Mailing-List: contact user-help@cassandra.apache.org; run by ezmlm
Precedence: bulk
Reply-To: user@cassandra.apache.org
Received-SPF: neutral (nike.apache.org: local policy)
MIME-Version: 1.0
Sender: scode@scode.org
In-Reply-To: <AANLkTi=8uhu6do3ekCgVkgzn65fRjBt1oozi3Tv1xUgS@mail.gmail.com>
References: <AANLkTi=8uhu6do3ekCgVkgzn65fRjBt1oozi3Tv1xUgS@mail.gmail.com>
Date: Wed, 9 Mar 2011 20:48:47 +0100
Message-ID: <AANLkTin5XW4rPa6wzqwv=sZvR_Qi259_jiL_nksd50K4@mail.gmail.com>
Subject: Re: cassandra and G1 gc
From: Peter Schuller <peter.schuller@infidyne.com>
To: user@cassandra.apache.org
Cc: ruslan usifov <ruslan.usifov@gmail.com>
Content-Type: text/plain; charset=UTF-8

> Does anybody use G1 gc in production?
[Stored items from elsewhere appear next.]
use std::path::PathBuf;

use anyhow::{bail, Context};
use clap::{command, value_parser, Arg};
use log::{debug, info};

mod converter;
mod entry;
mod generator;
mod manifest;

fn main() -> anyhow::Result<()> {
    env_logger::init();

    let matches = command!()
        .args([
            Arg::new("export_file")
                .help("Path of the MovableType export file")
                .required(true)
                .value_parser(value_parser!(PathBuf)),
            Arg::new("out_dir")
                .help("Directory path of the markdown output")
                .value_parser(value_parser!(PathBuf))
                .default_value("entries"),
            Arg::new("mt_dir")
                .help("Directory path of the per-entry MT-format copies")
                .value_parser(value_parser!(PathBuf))
                .default_value("entries_mt"),
            Arg::new("limit")
                .long("limit")
                .help("Convert only the first N entries")
                .value_parser(value_parser!(usize)),
        ])
        .get_matches();

    let export_file: &PathBuf = matches.get_one("export_file").unwrap();
    if !export_file.is_file() {
        bail!("export_file must be an existing file.");
    }
    let out_dir: &PathBuf = matches.get_one("out_dir").unwrap();
    if out_dir.exists() && !out_dir.is_dir() {
        bail!("if out_dir exists, it must be directory.");
    }
    let mt_dir: &PathBuf = matches.get_one("mt_dir").unwrap();
    if mt_dir.exists() && !mt_dir.is_dir() {
        bail!("if mt_dir exists, it must be directory.");
    }

    let entries = entry::parse_entries(export_file)
        .with_context(|| format!("while parsing {:?}", export_file))?;
    info!("parsed {} entries from {:?}", entries.len(), export_file);

    let entries = match matches.get_one::<usize>("limit") {
        Some(&limit) if entries.len() > limit => {
            info!("limiting conversion to the first {limit} entries");
            &entries[..limit]
        }
        _ => &entries[..],
    };

    fs_extra::dir::create_all(out_dir, false)?;
    fs_extra::dir::create_all(mt_dir, false)?;

    let mut records = Vec::with_capacity(entries.len());
    for entry in entries {
        let filename = generator::generate_filename(entry);

        let md_path = out_dir.join(&filename);
        std::fs::write(&md_path, converter::to_markdown(entry))
            .with_context(|| format!("while writing {:?}", md_path))?;

        let mt_path = mt_dir.join(&filename).with_extension("txt");
        std::fs::write(&mt_path, generator::generate_mt_content(entry))
            .with_context(|| format!("while writing {:?}", mt_path))?;

        debug!("converted {:?}", md_path);
        records.push(manifest::ManifestEntry::new(entry, filename));
    }

    manifest::sort_entries(&mut records);
    let manifest_path = out_dir.join("manifest.json");
    manifest::save_manifest(&manifest_path, &records)
        .with_context(|| format!("while writing {:?}", manifest_path))?;

    info!("wrote {} markdown files to {:?}", records.len(), out_dir);

    Ok(())
}
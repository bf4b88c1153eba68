use std::{cmp::Ordering, fs::OpenOptions, io::BufWriter, path::Path};

use chrono::NaiveDateTime;
use serde::Serialize;

use crate::entry::Entry;

/// One line of the conversion manifest: the produced file plus the metadata a
/// reader of the output directory would want without re-parsing the export.
#[derive(Serialize, Debug)]
pub struct ManifestEntry {
    pub file: String,
    pub title: String,
    pub date: Option<NaiveDateTime>,
    pub categories: Vec<String>,
}

impl ManifestEntry {
    pub fn new(entry: &Entry, file: String) -> Self {
        Self {
            file,
            title: entry.title.clone(),
            date: entry.parsed_date(),
            categories: entry.categories(),
        }
    }
}

// ordering by date(descending). if both are undated, compare by title.
pub fn sort_entries(entries: &mut [ManifestEntry]) {
    entries.sort_by(|a, b| match (a.date, b.date) {
        (Some(ref a_date), Some(ref b_date)) => b_date.cmp(a_date),
        (Some(_), None) => Ordering::Greater,
        (None, Some(_)) => Ordering::Less,
        (None, None) => b.title.cmp(&a.title),
    });
}

pub fn save_manifest(path: &Path, entries: &[ManifestEntry]) -> anyhow::Result<()> {
    let fd = OpenOptions::new()
        .create(true)
        .write(true)
        .truncate(true)
        .open(path)?;
    let writer = BufWriter::new(fd);
    serde_json::to_writer_pretty(writer, entries)?;

    Ok(())
}
use std::{
    fs::File,
    io::{BufRead, BufReader},
    path::Path,
};

use anyhow::Context;
use chrono::NaiveDateTime;

const ENTRY_SEPARATOR: &str = "--------";
const SECTION_SEPARATOR: &str = "-----";
const BODY_START: &str = "BODY:";

/// One blog post from a MovableType export. Empty string means the field was
/// absent in the export.
#[derive(Debug, Default, Clone, PartialEq, Eq)]
pub struct Entry {
    pub author: String,
    pub title: String,
    pub basename: String,
    pub status: String,
    pub date: String,
    pub category: String,
    pub body: String,
    pub image_url: String,
}

impl Entry {
    /// Comma-separated `category` as trimmed, non-empty items.
    pub fn categories(&self) -> Vec<String> {
        self.category
            .split(',')
            .map(str::trim)
            .filter(|c| !c.is_empty())
            .map(str::to_string)
            .collect()
    }

    /// Best-effort parse of the `MM/DD/YYYY HH:MM:SS AM|PM` date field.
    /// The raw field stays verbatim in `date`; this is only for callers that
    /// want a real timestamp (e.g. the manifest).
    pub fn parsed_date(&self) -> Option<NaiveDateTime> {
        NaiveDateTime::parse_from_str(&self.date, "%m/%d/%Y %I:%M:%S %p").ok()
    }
}

#[derive(Debug, Clone, Copy, PartialEq, Eq)]
enum ScanState {
    Header,
    Body,
}

/// Line-by-line scanner over the export format. One `step` per line; a
/// returned `Entry` is the record finalized by that line.
#[derive(Debug)]
struct Extractor {
    state: ScanState,
    current: Entry,
    body_lines: Vec<String>,
}

impl Extractor {
    fn new() -> Self {
        Self {
            state: ScanState::Header,
            current: Entry::default(),
            body_lines: Vec::new(),
        }
    }

    fn step(&mut self, line: &str) -> Option<Entry> {
        // The entry separator wins over every other sentinel, even inside a
        // body: a body line equal to it ends the record early. Quirk of the
        // export format, kept as-is.
        if line == ENTRY_SEPARATOR {
            let finished = self.take_current();
            self.state = ScanState::Header;
            return finished;
        }

        match self.state {
            ScanState::Header => match line {
                BODY_START => self.state = ScanState::Body,
                // separates the metadata block from the body block
                SECTION_SEPARATOR => {}
                _ => self.read_header_line(line),
            },
            ScanState::Body => {
                if line == SECTION_SEPARATOR {
                    self.state = ScanState::Header;
                } else {
                    self.body_lines.push(line.to_string());
                }
            }
        }

        None
    }

    /// Flush the trailing record of a stream with no closing separator.
    fn finish(mut self) -> Option<Entry> {
        self.take_current()
    }

    // A record without a title is dropped, not emitted.
    fn take_current(&mut self) -> Option<Entry> {
        let mut entry = std::mem::take(&mut self.current);
        let body_lines = std::mem::take(&mut self.body_lines);
        if entry.title.is_empty() {
            return None;
        }
        entry.body = body_lines.join("\n");
        Some(entry)
    }

    // Recognized `KEY: value` prefixes are exact and case-sensitive; repeats
    // are last-wins. Anything else in the header block is ignored.
    fn read_header_line(&mut self, line: &str) {
        if let Some(rest) = line.strip_prefix("AUTHOR: ") {
            self.current.author = rest.to_string();
        } else if let Some(rest) = line.strip_prefix("TITLE: ") {
            self.current.title = rest.to_string();
        } else if let Some(rest) = line.strip_prefix("BASENAME: ") {
            self.current.basename = rest.to_string();
        } else if let Some(rest) = line.strip_prefix("STATUS: ") {
            self.current.status = rest.to_string();
        } else if let Some(rest) = line.strip_prefix("DATE: ") {
            self.current.date = rest.to_string();
        } else if let Some(rest) = line.strip_prefix("CATEGORY: ") {
            self.current.category = rest.to_string();
        } else if let Some(rest) = line.strip_prefix("IMAGE: ") {
            self.current.image_url = rest.to_string();
        }
    }
}

/// Extract every titled record from already-loaded export text, in document
/// order.
pub fn extract(text: &str) -> Vec<Entry> {
    let mut extractor = Extractor::new();
    let mut entries = Vec::new();
    for line in text.lines() {
        if let Some(entry) = extractor.step(line) {
            entries.push(entry);
        }
    }
    if let Some(entry) = extractor.finish() {
        entries.push(entry);
    }
    entries
}

/// Extract records from an export file, streaming it line by line. Fails only
/// on I/O; malformed content degrades to a best-effort parse.
pub fn parse_entries(path: &Path) -> anyhow::Result<Vec<Entry>> {
    let fd = File::open(path).with_context(|| format!("while opening {:?}", path))?;
    let reader = BufReader::new(fd);

    let mut extractor = Extractor::new();
    let mut entries = Vec::new();
    for line in reader.lines() {
        let line = line.with_context(|| format!("while reading {:?}", path))?;
        if let Some(entry) = extractor.step(&line) {
            entries.push(entry);
        }
    }
    if let Some(entry) = extractor.finish() {
        entries.push(entry);
    }

    Ok(entries)
}
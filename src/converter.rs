use std::fmt::Write as _;

use crate::entry::Entry;

mod rules;

/// Render one entry as Hatena-flavored Markdown: front matter, converted
/// body, optional trailing image. Pure and infallible; markup the pipeline
/// does not recognize passes through unchanged.
pub fn to_markdown(entry: &Entry) -> String {
    let mut md = String::new();

    md.push_str("---\n");
    let _ = writeln!(md, "Title: {}", entry.title);
    if !entry.category.is_empty() {
        md.push_str("Category:\n");
        for category in entry.categories() {
            let _ = writeln!(md, "- {}", category);
        }
    }
    if !entry.date.is_empty() {
        let _ = writeln!(md, "Date: {}", entry.date);
    }
    md.push_str("---\n\n");

    md.push_str(&convert_body(&entry.body));

    if !entry.image_url.is_empty() {
        let _ = write!(md, "\n\n![{}]({})", entry.title, entry.image_url);
    }

    md
}

/// Fold the body through the ordered rewrite rules. Rule N+1 always sees the
/// output of rule N.
fn convert_body(body: &str) -> String {
    rules::RULES
        .iter()
        .fold(body.to_string(), |text, rule| rule.apply(&text))
}

#[cfg(test)]
mod tests {
    use super::*;

    #[test]
    fn front_matter_and_body() {
        let entry = Entry {
            author: "a".to_string(),
            title: "T".to_string(),
            date: "01/15/2023 12:00:00 AM".to_string(),
            category: "X, Y".to_string(),
            body: "line1\n<strong>bold</strong>".to_string(),
            ..Default::default()
        };

        assert_eq!(
            to_markdown(&entry),
            "---\n\
             Title: T\n\
             Category:\n\
             - X\n\
             - Y\n\
             Date: 01/15/2023 12:00:00 AM\n\
             ---\n\n\
             line1\n\
             **bold**"
        );
    }

    #[test]
    fn category_and_date_lines_are_optional() {
        let entry = Entry {
            title: "No Frills".to_string(),
            body: "plain".to_string(),
            ..Default::default()
        };
        let md = to_markdown(&entry);
        assert!(!md.contains("Category:"));
        assert!(!md.contains("Date:"));
        assert!(md.starts_with("---\nTitle: No Frills\n---\n\n"));
    }

    #[test]
    fn whitespace_only_category_items_are_dropped() {
        let entry = Entry {
            title: "T".to_string(),
            category: " , ".to_string(),
            ..Default::default()
        };
        let md = to_markdown(&entry);
        // non-empty raw category still emits the header, just no bullets
        assert!(md.contains("Category:\n---"));
        assert!(!md.contains("- "));
    }

    #[test]
    fn image_url_appends_trailing_image() {
        let entry = Entry {
            title: "Test Blog Post".to_string(),
            body: "body".to_string(),
            image_url: "https://example.com/test.jpg".to_string(),
            ..Default::default()
        };
        assert!(to_markdown(&entry)
            .ends_with("body\n\n![Test Blog Post](https://example.com/test.jpg)"));
    }

    #[test]
    fn no_image_markup_without_image_url() {
        let entry = Entry {
            title: "No Image Post".to_string(),
            body: "Simple post without image".to_string(),
            ..Default::default()
        };
        assert!(!to_markdown(&entry).contains("!["));
    }

    #[test]
    fn body_passes_through_plain_text() {
        assert_eq!(convert_body("普通のテキストです。"), "普通のテキストです。");
    }

    #[test]
    fn body_normalizes_newlines() {
        assert_eq!(convert_body("テスト\r\nテスト\rテスト"), "テスト\nテスト\nテスト");
    }

    #[test]
    fn body_collapses_blank_runs() {
        assert_eq!(convert_body("テスト\n\n\n\nテスト"), "テスト\n\nテスト");
    }

    #[test]
    fn asin_card_beats_generic_link_rule() {
        let body = concat!(
            "<p><div class=\"hatena-asin-detail\">",
            "<a href=\"https://www.amazon.co.jp/dp/B0B88B2L48?tag=x-22\">",
            "<img src=\"https://images.example/B0B88B2L48.jpg\" alt=\"cover\">",
            "</a><div class=\"hatena-asin-detail-info\">",
            "<p class=\"hatena-asin-detail-title\">Some Product</p>",
            "</div></div></p>"
        );
        assert_eq!(convert_body(body), "[asin:B0B88B2L48:detail]");
    }

    #[test]
    fn unrelated_div_falls_through_to_link_rule() {
        let body = concat!(
            "<div class=\"shelf\">",
            "<a href=\"https://www.amazon.co.jp/dp/B0B88B2L48\">Some Product</a>",
            "</div>"
        );
        assert_eq!(
            convert_body(body),
            "<div class=\"shelf\">[Some Product](https://www.amazon.co.jp/dp/B0B88B2L48)</div>"
        );
    }

    #[test]
    fn mixed_markup_document() {
        let body = "<p><strong>重要:</strong> <a href=\"#\">リンク</a>です。</p>";
        assert_eq!(convert_body(body), "**重要:** [リンク](#)です。");
    }

    #[test]
    fn extracted_entry_renders_end_to_end() {
        let export = "AUTHOR: a\nTITLE: T\nDATE: 01/15/2023 12:00:00 AM\nCATEGORY: X, Y\n\
                      -----\nBODY:\nline1\n<strong>bold</strong>\n-----\n--------";
        let entries = crate::entry::extract(export);
        assert_eq!(entries.len(), 1);
        assert_eq!(entries[0].title, "T");
        assert_eq!(entries[0].category, "X, Y");
        assert_eq!(entries[0].body, "line1\n<strong>bold</strong>");

        assert_eq!(
            to_markdown(&entries[0]),
            "---\n\
             Title: T\n\
             Category:\n\
             - X\n\
             - Y\n\
             Date: 01/15/2023 12:00:00 AM\n\
             ---\n\n\
             line1\n\
             **bold**"
        );
    }
}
What your impressions?

I don't know if anyone does, but I've tested it very briefly and at
least seen it run well for a while ;) (JDK 1.7 trunk builds)

I do have some comments about expected behavior though. But first, for
those not familiar with G1, the main motivation for using G1 for
Cassandra probably include:

(1) By design all collections are compacting, meaning that
fragmentation will never become an issue like with CMS old space

(2) It's a *lot* easier to tweak than CMS, making deployment easier
and configuration less of a hassle for users. Usually you'd specify
some pause time goals, and that's it. In the case of Cassandra one
would probably still want to force an aggressive trigger for
concurrent marking, but I suspect that's about it.

(3) As a result of (1) and other properties of G1, it has the
potential to completely eliminate even the occasional stop-the-world
full GC even after extended runtime. (Keyword being *potential*.)

Now, first of all, G1 is still immature compared to CMS. But even if
you are in a position that you are willing to trust G1 in some
particular JVM version for your production use, and even if G1
actually does work well with Cassandra in terms of workload, there is
at least one reason why I would urge caution w.r.t. G1 and Cassandra:
The fact that Cassandra uses GC as a means of controlling external
resources - in this case, sstables. With CMS, it's "kinda of" okay
because unreachable objects will be collected on each run of CMS. So
by triggering a full GC when discovering out-of-disk space conditions,
Cassandra can kinda avoid the pitfalls it would otherwise entail
(though confusion/impracticality for the user remains in that sstables
linger for longer than they need to).

With G1, it doesn't do a concurrent mark+sweep like CMS. Instead it
divides the heap into regions that are individually collected. While
there is a concurrent marking process, it is only used to feed data to
the policy which decides which regions to collect. There is no
guarantee or even expectation that for one "cycle" of concurrent
marking, all regions are collection. Individual regions may remain
uncollected for extended periods of time or even perpetually.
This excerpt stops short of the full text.